Clusia is the type genus of the plant family Clusiaceae. Comprising 300-400 species, it is native to the tropics of the Americas. The genus is named by Carl Linnaeus in honor of the botanist Carolus Clusius.

The closest relatives of Clusia are the neotropical genera Chrysochlamys, Tovomita, Dystovomita and Tovomitopsis. Together with Clusia, these genera form the tribe Clusieae, where the fruit is a fleshy capsule with arillate seeds.

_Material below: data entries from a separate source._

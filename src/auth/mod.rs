//! Authentication Module
//!
//! Registration, login, JWT token issuance and verification, and user
//! database operations.
//!
//! # Module Structure
//!
//! - **`tokens`** - Signed session tokens (issue, verify, identity claims)
//! - **`users`** - User model and database operations
//! - **`handlers`** - HTTP handlers for register and login

pub mod handlers;
pub mod tokens;
pub mod users;

pub use handlers::{login, register};
pub use tokens::{Claims, TokenKeys};
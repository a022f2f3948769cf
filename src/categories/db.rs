//! Database operations for categories

use serde::Serialize;
use sqlx::postgres::PgRow;
use sqlx::{PgPool, Row};

use crate::domain::TransactionType;

/// A category visible to a user
///
/// `user_id` is `None` for global categories shared by everyone.
#[derive(Debug, Clone, Serialize)]
pub struct Category {
    pub category_id: i64,
    pub name: String,
    #[serde(rename = "type")]
    pub kind: TransactionType,
    pub user_id: Option<i64>,
}

fn row_to_category(row: &PgRow) -> Result<Category, sqlx::Error> {
    let kind: String = row.try_get("type")?;
    let kind = kind.parse::<TransactionType>().map_err(|_| {
        sqlx::Error::Decode(format!("unrecognized category type: {}", kind).into())
    })?;

    Ok(Category {
        category_id: row.try_get("category_id")?,
        name: row.try_get("name")?,
        kind,
        user_id: row.try_get("user_id")?,
    })
}

/// Global categories plus the user's own, ordered by type then name
pub async fn list_visible_categories(
    pool: &PgPool,
    user_id: i64,
) -> Result<Vec<Category>, sqlx::Error> {
    let rows = sqlx::query(
        r#"
        SELECT category_id, name, type, user_id
        FROM categories
        WHERE user_id IS NULL OR user_id = $1
        ORDER BY type, name
        "#,
    )
    .bind(user_id)
    .fetch_all(pool)
    .await?;

    rows.iter().map(row_to_category).collect()
}

/// Display name of a category, if it exists
pub async fn category_name(pool: &PgPool, category_id: i64) -> Result<Option<String>, sqlx::Error> {
    let row = sqlx::query(
        r#"
        SELECT name FROM categories WHERE category_id = $1
        "#,
    )
    .bind(category_id)
    .fetch_optional(pool)
    .await?;

    Ok(row.map(|r| r.get("name")))
}
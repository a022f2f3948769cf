/**
 * Session Tokens
 *
 * Signed, time-limited bearer credentials embedding the user's identity.
 * Tokens are never persisted server-side; each request verifies the
 * signature and expiry independently.
 *
 * The signing key is process-wide configuration, carried by `TokenKeys`
 * and injected through `AppState` so tests can run with distinct keys.
 *
 * `sub` is the single authoritative identity claim. A token whose `sub`
 * does not parse as a user id is invalid; no other claim name is probed.
 */

use jsonwebtoken::{decode, encode, DecodingKey, EncodingKey, Header, Validation};
use serde::{Deserialize, Serialize};
use std::time::{SystemTime, UNIX_EPOCH};

use crate::error::ApiError;

/// Token lifetime: one hour
pub const TOKEN_TTL_SECS: u64 = 60 * 60;

/// JWT claims structure
#[derive(Debug, Serialize, Deserialize)]
pub struct Claims {
    /// User id, as a decimal string
    pub sub: String,
    /// User email
    pub email: String,
    /// Issued at (Unix timestamp)
    pub iat: u64,
    /// Expiration (Unix timestamp)
    pub exp: u64,
}

impl Claims {
    /// Parse the identity claim into a user id
    ///
    /// A non-numeric `sub` means the token was not issued by us and is
    /// treated as invalid, not as an internal error.
    pub fn user_id(&self) -> Result<i64, ApiError> {
        self.sub.parse::<i64>().map_err(|_| ApiError::InvalidToken)
    }
}

/// Encoding and decoding keys derived from the configured signing secret
#[derive(Clone)]
pub struct TokenKeys {
    encoding: EncodingKey,
    decoding: DecodingKey,
}

impl TokenKeys {
    /// Derive both keys from a shared secret
    pub fn from_secret(secret: &str) -> Self {
        Self {
            encoding: EncodingKey::from_secret(secret.as_bytes()),
            decoding: DecodingKey::from_secret(secret.as_bytes()),
        }
    }

    /// Issue a signed token for a user, expiring in [`TOKEN_TTL_SECS`]
    pub fn issue(&self, user_id: i64, email: &str) -> Result<String, ApiError> {
        let now = SystemTime::now()
            .duration_since(UNIX_EPOCH)
            .map_err(|e| {
                tracing::error!("System clock before Unix epoch: {:?}", e);
                ApiError::internal("Failed to generate authentication token.")
            })?
            .as_secs();

        let claims = Claims {
            sub: user_id.to_string(),
            email: email.to_string(),
            iat: now,
            exp: now + TOKEN_TTL_SECS,
        };

        encode(&Header::default(), &claims, &self.encoding).map_err(|e| {
            tracing::error!("Failed to sign token: {:?}", e);
            ApiError::internal("Failed to generate authentication token.")
        })
    }

    /// Verify a token's signature and expiry, returning its claims
    ///
    /// Expiry is reported as `TokenExpired` so clients can prompt
    /// re-login; every other failure is `InvalidToken`.
    pub fn verify(&self, token: &str) -> Result<Claims, ApiError> {
        let validation = Validation::default();
        match decode::<Claims>(token, &self.decoding, &validation) {
            Ok(data) => Ok(data.claims),
            Err(e) => match e.kind() {
                jsonwebtoken::errors::ErrorKind::ExpiredSignature => Err(ApiError::TokenExpired),
                _ => Err(ApiError::InvalidToken),
            },
        }
    }
}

The distribution ranges from the Florida Keys and southern Mexico to southernmost Brazil, and from near sea level to at least 3500 m altitude in the northern Andes. Species of Clusia are a characteristic component of a number of Neotropical vegetation types, and may even be dominant, as is often seen in montane forests of the Greater Antilles. Most species are found in lowland or montane rainforests, but some occur in drier habitats such as the restingas of Brazil, caribbean coastal scrub and dry interandean valleys. A number of species are confined to rocky habitats, such as tepuis or granitic inselbergs. A few grow as scattered shrubs in paramo. The apomictic Clusia rosea is an invasive alien in Hawaii and Sri Lanka, and possibly elsewhere.

Description
Its species are shrubs, vines and small to medium-size trees up to 20 m tall, with evergreen foliage. Some species start life as epiphytes which grow long roots that descend to the ground and eventually strangle and kill the host tree in a manner similar to strangler figs.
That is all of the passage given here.